* [WHAT THE TASK REQUIRES] Where does the string "under" occur in the records below? Copy every line that holds it.

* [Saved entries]
───

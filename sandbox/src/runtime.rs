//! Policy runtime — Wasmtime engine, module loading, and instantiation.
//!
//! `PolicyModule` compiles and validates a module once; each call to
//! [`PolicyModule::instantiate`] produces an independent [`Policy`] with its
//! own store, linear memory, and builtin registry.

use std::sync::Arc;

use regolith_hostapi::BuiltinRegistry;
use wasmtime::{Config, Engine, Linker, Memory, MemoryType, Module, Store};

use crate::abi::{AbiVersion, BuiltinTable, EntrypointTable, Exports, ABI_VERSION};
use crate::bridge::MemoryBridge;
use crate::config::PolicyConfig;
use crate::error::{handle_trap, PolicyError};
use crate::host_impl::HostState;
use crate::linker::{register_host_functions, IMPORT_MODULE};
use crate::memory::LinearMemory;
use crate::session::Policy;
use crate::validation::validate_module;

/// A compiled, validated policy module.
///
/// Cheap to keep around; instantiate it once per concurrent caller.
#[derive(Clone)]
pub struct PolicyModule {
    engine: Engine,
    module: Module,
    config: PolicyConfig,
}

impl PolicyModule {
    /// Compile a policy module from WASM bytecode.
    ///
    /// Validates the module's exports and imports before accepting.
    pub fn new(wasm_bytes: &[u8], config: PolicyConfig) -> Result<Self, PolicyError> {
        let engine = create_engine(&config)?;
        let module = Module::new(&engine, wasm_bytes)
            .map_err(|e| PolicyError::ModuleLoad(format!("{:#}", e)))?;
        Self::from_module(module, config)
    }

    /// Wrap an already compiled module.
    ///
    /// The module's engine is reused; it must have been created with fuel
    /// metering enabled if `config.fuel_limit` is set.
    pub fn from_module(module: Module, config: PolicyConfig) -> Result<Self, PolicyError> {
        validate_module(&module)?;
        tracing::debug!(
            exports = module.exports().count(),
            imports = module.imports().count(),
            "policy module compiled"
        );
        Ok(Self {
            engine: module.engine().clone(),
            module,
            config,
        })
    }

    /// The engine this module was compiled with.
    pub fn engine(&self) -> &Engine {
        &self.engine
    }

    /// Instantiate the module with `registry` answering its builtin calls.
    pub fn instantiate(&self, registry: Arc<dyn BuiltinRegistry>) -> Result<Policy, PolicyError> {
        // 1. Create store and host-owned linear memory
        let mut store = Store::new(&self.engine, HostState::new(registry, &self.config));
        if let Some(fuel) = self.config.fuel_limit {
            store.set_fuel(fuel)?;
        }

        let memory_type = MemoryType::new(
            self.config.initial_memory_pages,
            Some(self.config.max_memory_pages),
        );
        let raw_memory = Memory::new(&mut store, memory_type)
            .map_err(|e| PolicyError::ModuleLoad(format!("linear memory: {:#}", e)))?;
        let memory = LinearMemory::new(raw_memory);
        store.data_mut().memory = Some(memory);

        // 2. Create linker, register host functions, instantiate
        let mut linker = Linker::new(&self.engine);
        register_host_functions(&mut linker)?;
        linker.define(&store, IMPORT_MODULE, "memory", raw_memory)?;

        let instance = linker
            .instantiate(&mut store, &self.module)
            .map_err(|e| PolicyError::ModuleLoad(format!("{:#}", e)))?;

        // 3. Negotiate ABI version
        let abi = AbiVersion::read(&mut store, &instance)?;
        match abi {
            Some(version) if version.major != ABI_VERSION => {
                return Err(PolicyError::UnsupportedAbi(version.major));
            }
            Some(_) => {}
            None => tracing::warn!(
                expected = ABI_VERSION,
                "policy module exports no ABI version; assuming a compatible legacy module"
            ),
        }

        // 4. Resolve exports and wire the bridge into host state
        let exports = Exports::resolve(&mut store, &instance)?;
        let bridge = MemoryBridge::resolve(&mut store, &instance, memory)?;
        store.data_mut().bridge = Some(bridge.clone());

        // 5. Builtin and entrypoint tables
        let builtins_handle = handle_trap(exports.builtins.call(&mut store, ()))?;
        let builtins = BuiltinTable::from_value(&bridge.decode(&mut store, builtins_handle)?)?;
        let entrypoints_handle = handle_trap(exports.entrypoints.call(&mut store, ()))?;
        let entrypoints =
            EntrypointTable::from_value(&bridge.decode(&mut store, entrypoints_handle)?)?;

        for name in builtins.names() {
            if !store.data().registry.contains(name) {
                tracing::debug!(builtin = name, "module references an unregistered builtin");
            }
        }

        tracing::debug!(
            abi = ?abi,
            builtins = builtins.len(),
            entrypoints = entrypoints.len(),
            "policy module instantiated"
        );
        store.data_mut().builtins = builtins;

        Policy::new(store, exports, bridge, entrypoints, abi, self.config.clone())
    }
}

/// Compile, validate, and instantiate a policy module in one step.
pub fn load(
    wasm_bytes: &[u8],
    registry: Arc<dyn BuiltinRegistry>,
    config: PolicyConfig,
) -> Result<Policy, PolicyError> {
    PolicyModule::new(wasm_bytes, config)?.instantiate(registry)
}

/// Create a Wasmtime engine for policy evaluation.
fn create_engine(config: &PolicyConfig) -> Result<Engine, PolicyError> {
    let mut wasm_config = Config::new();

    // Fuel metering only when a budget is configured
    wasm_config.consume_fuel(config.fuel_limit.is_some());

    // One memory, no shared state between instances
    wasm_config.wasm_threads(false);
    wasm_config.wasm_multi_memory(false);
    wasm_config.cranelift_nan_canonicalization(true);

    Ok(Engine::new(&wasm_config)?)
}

───

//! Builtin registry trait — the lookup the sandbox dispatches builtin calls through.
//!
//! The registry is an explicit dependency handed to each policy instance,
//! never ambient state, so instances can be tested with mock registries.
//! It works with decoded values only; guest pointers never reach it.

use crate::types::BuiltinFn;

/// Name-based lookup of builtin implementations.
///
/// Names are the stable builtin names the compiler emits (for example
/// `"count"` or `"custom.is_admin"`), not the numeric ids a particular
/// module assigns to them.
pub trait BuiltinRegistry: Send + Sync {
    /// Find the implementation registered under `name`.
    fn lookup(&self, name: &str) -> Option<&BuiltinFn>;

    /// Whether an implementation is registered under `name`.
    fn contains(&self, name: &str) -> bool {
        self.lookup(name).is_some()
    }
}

───

* [EXERCISE SOLUTION]
    /// Find the implementation registered under `name`.
    /// Whether an implementation is registered under `name`.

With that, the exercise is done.